* [Exercise brief]: State the number of lines that hold "Ordering" in the records below, with no other words.
Records for the task Block Start
#[cfg(test)]
mod tests {
    use super::*;

    const MATCH_PAGE: &str = r#"{
        "match": {"id": 111534249, "name": "OWC: (Alpha) vs (Beta)", "start_time": "2024-10-19T10:00:00+00:00", "end_time": null},
        "events": [
            {"id": 5, "detail": {"type": "other"}, "timestamp": "2024-10-19T10:05:00+00:00", "user_id": null,
             "game": {"id": 900, "beatmap_id": 4242, "end_time": "2024-10-19T10:09:00+00:00",
                      "scores": [{"user_id": 1, "score": 500, "accuracy": 0.97}, {"user_id": 2, "score": 900, "accuracy": 0.99}]}},
            {"id": 6, "detail": {"type": "player-joined"}, "timestamp": "2024-10-19T10:10:00+00:00", "user_id": 3},
            {"id": 7, "detail": {"type": "other"}, "timestamp": "2024-10-19T10:11:00+00:00", "user_id": null,
             "game": {"id": 901, "beatmap_id": 4343, "end_time": null, "scores": []}}
        ],
        "users": [
            {"id": 1, "username": "Alpha", "avatar_url": "https://a.ppy.sh/1", "country_code": "DE"},
            {"id": 2, "username": "Beta", "avatar_url": ""}
        ],
        "first_event_id": 1,
        "latest_event_id": 7,
        "current_game_id": 901
    }"#;

    const EARLIER_PAGE: &str = r#"{
        "match": {"id": 111534249, "name": "OWC: (Alpha) vs (Beta)"},
        "events": [
            {"id": 1, "detail": {"type": "match-created"}, "user_id": 1},
            {"id": 2, "game": {"id": 899, "beatmap_id": 4141, "end_time": "2024-10-19T10:04:00+00:00",
                               "scores": [{"user_id": 3, "score": 100}, {"user_id": 1, "score": 200}]}},
            {"id": 5, "game": {"id": 900, "beatmap_id": 4242, "end_time": "2024-10-19T10:09:00+00:00",
                               "scores": [{"user_id": 1, "score": 500}, {"user_id": 2, "score": 900}]}}
        ],
        "users": [
            {"id": 3, "username": "Gamma", "avatar_url": null},
            {"id": 1, "username": "Alpha", "avatar_url": "https://a.ppy.sh/1"}
        ],
        "first_event_id": 1
    }"#;

    fn page(json: &str) -> MatchResponse {
        serde_json::from_str(json).unwrap()
    }

    #[test]
    fn test_merge_single_page() {
        let data = merge_pages(vec![page(MATCH_PAGE)]);

        assert_eq!(data.name, "OWC: (Alpha) vs (Beta)");
        assert_eq!(data.participants.len(), 2);
        assert_eq!(data.participants[1].avatar_url, None);

        // The unfinished game is dropped.
        assert_eq!(data.games.len(), 1);
        let game = &data.games[0];
        assert_eq!(game.game_id, 900);
        assert_eq!(game.beatmap_id, Some(4242));
        assert_eq!(
            game.scores,
            vec![ScoreEntry::new(1, 500), ScoreEntry::new(2, 900)]
        );
    }

    #[test]
    fn test_merge_pages_orders_and_dedups_events() {
        let data = merge_pages(vec![page(MATCH_PAGE), page(EARLIER_PAGE)]);

        let game_ids: Vec<u64> = data.games.iter().map(|g| g.game_id).collect();
        assert_eq!(game_ids, vec![899, 900]);

        let names: Vec<&str> = data
            .participants
            .iter()
            .map(|p| p.username.as_str())
            .collect();
        assert_eq!(names, vec!["Alpha", "Beta", "Gamma"]);
    }

    #[test]
    fn test_user_profile_from_statistics() {
        let user: UserResponse = serde_json::from_str(
            r#"{"id": 2, "avatar_url": "https://a.ppy.sh/2", "statistics": {"global_rank": 1234},
                "rank_history": {"mode": "osu", "data": [1300, 1250]}}"#,
        )
        .unwrap();

        let profile = UserProfile::from(user);
        assert_eq!(profile.avatar_url.as_deref(), Some("https://a.ppy.sh/2"));
        assert_eq!(profile.global_rank, Some(1234));
    }

    #[test]
    fn test_user_profile_falls_back_to_rank_history() {
        let user: UserResponse = serde_json::from_str(
            r#"{"avatar_url": "", "statistics": {"global_rank": null},
                "rank_history": {"data": [900, 880]}}"#,
        )
        .unwrap();

        let profile = UserProfile::from(user);
        assert_eq!(profile.avatar_url, None);
        assert_eq!(profile.global_rank, Some(880));
    }

    #[test]
    fn test_parse_base_adds_trailing_slash() {
        let base = parse_base("https://osu.ppy.sh/api/v2").unwrap();
        assert_eq!(
            base.join("matches/1").unwrap().as_str(),
            "https://osu.ppy.sh/api/v2/matches/1"
        );
        assert!(parse_base("not a url").is_err());
    }

    #[test]
    fn test_access_token_validity() {
        let fresh = AccessToken {
            value: "t".to_string(),
            expires_at: Utc::now() + chrono::Duration::seconds(3600),
        };
        let expiring = AccessToken {
            value: "t".to_string(),
            expires_at: Utc::now() + chrono::Duration::seconds(30),
        };
        assert!(fresh.is_valid());
        assert!(!expiring.is_valid());
    }

    #[test]
    fn test_client_builds_from_default_config() {
        let client = OsuClient::new(
            &ProviderConfig::default(),
            Credentials::new("123", "secret"),
        )
        .unwrap();
        assert_eq!(client.token_url.as_str(), "https://osu.ppy.sh/oauth/token");
        assert_eq!(client.name(), "osu");
    }

    // A local stand-in for the osu! API. Match `n` has events 1..=n, each a
    // finished game; matches 401 and 429 always fail with that status.
    mod stub {
        use std::collections::HashMap;
        use std::sync::atomic::{AtomicUsize, Ordering};
        use std::sync::Arc;

        use axum::extract::{Path, Query, State};
        use axum::http::header::{AUTHORIZATION, RETRY_AFTER};
        use axum::http::{HeaderMap, StatusCode};
        use axum::response::{IntoResponse, Response};
        use axum::routing::{get, post};
        use axum::{Json, Router};
        use serde_json::{json, Value};

        #[derive(Clone, Default)]
        pub struct Counters {
            pub tokens: Arc<AtomicUsize>,
            pub match_pages: Arc<AtomicUsize>,
        }

        async fn token(State(counters): State<Counters>) -> Json<Value> {
            let n = counters.tokens.fetch_add(1, Ordering::SeqCst) + 1;
            Json(json!({
                "token_type": "Bearer",
                "access_token": format!("tok-{}", n),
                "expires_in": 86400
            }))
        }

        async fn match_page(
            State(counters): State<Counters>,
            Path(id): Path<u64>,
            Query(query): Query<HashMap<String, String>>,
            headers: HeaderMap,
        ) -> Response {
            let authorized = headers
                .get(AUTHORIZATION)
                .and_then(|v| v.to_str().ok())
                .is_some_and(|v| v.starts_with("Bearer tok-"));
            if !authorized || id == 401 {
                return StatusCode::UNAUTHORIZED.into_response();
            }
            if id == 429 {
                return (StatusCode::TOO_MANY_REQUESTS, [(RETRY_AFTER, "17")]).into_response();
            }
            counters.match_pages.fetch_add(1, Ordering::SeqCst);

            let limit: u64 = query.get("limit").and_then(|v| v.parse().ok()).unwrap_or(100);
            let before: u64 = query
                .get("before")
                .and_then(|v| v.parse().ok())
                .unwrap_or(id + 1);
            let high = before.saturating_sub(1);
            let low = high.saturating_sub(limit - 1).max(1);

            let events: Vec<Value> = (low..=high)
                .map(|event_id| {
                    json!({
                        "id": event_id,
                        "game": {
                            "id": event_id,
                            "beatmap_id": null,
                            "end_time": "2024-10-19T10:00:00+00:00",
                            "scores": [{"user_id": 1, "score": event_id}]
                        }
                    })
                })
                .collect();

            Json(json!({
                "match": {"id": id, "name": format!("lobby {}", id)},
                "events": events,
                "users": [{"id": 1, "username": "Alpha", "avatar_url": null}],
                "first_event_id": 1,
                "latest_event_id": id
            }))
            .into_response()
        }

        /// Serve the stub on an ephemeral port and return its address.
        pub async fn spawn(counters: Counters) -> std::net::SocketAddr {
            let app = Router::new()
                .route("/oauth/token", post(token))
                .route("/api/v2/matches/:id", get(match_page))
                .with_state(counters);

            let listener = tokio::net::TcpListener::bind("127.0.0.1:0").await.unwrap();
            let addr = listener.local_addr().unwrap();
            tokio::spawn(async move {
                axum::serve(listener, app).await.unwrap();
            });
            addr
        }
    }

    async fn stub_client() -> (OsuClient, stub::Counters) {
        let counters = stub::Counters::default();
        let addr = stub::spawn(counters.clone()).await;
        let config = ProviderConfig {
            api_base: format!("http://{}/api/v2", addr),
            oauth_url: format!("http://{}", addr),
            ..ProviderConfig::default()
        };
        let client = OsuClient::new(&config, Credentials::new("123", "secret")).unwrap();
        (client, counters)
    }

    fn count(counter: &std::sync::atomic::AtomicUsize) -> usize {
        counter.load(std::sync::atomic::Ordering::SeqCst)
    }

    #[tokio::test]
    async fn test_match_data_walks_back_to_first_event() {
        let (client, counters) = stub_client().await;

        let data = client.match_data(MatchId::new(250)).await.unwrap();

        // 151..=250, then before=151, then before=51 reaches event 1.
        assert_eq!(count(&counters.match_pages), 3);
        assert_eq!(data.name, "lobby 250");
        assert_eq!(data.games.len(), 250);
        assert_eq!(data.games.first().unwrap().game_id, 1);
        assert_eq!(data.games.last().unwrap().game_id, 250);
        assert_eq!(data.participants.len(), 1);

        // One token serves every page.
        assert_eq!(count(&counters.tokens), 1);
    }

    #[tokio::test]
    async fn test_match_data_stops_at_page_cap() {
        let (client, counters) = stub_client().await;

        let data = client.match_data(MatchId::new(10_000)).await.unwrap();

        assert_eq!(count(&counters.match_pages), MAX_PAGES);
        assert_eq!(data.games.len(), MAX_PAGES * PAGE_LIMIT as usize);
        assert_eq!(data.games.first().unwrap().game_id, 10_001 - 5_000);
    }

    #[tokio::test]
    async fn test_rate_limit_reports_retry_after() {
        let (client, _counters) = stub_client().await;

        let err = client.match_data(MatchId::new(429)).await.unwrap_err();

        match err {
            FetchError::RateLimited {
                host,
                retry_after_secs,
            } => {
                assert_eq!(host, "127.0.0.1");
                assert_eq!(retry_after_secs, 17);
            }
            other => panic!("expected rate limit, got {}", other),
        }
    }

    #[tokio::test]
    async fn test_unauthorized_clears_cached_token() {
        let (client, counters) = stub_client().await;

        let err = client.match_data(MatchId::new(401)).await.unwrap_err();
        assert!(matches!(err, FetchError::HttpStatus { status: 401, .. }));
        assert_eq!(count(&counters.tokens), 1);
        assert!(client.token.read().await.is_none());

        // The next request authenticates again.
        client.match_data(MatchId::new(3)).await.unwrap();
        assert_eq!(count(&counters.tokens), 2);
        assert!(client.token.read().await.is_some());
    }
}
Records for the task Block End
* [Exercise result]: 4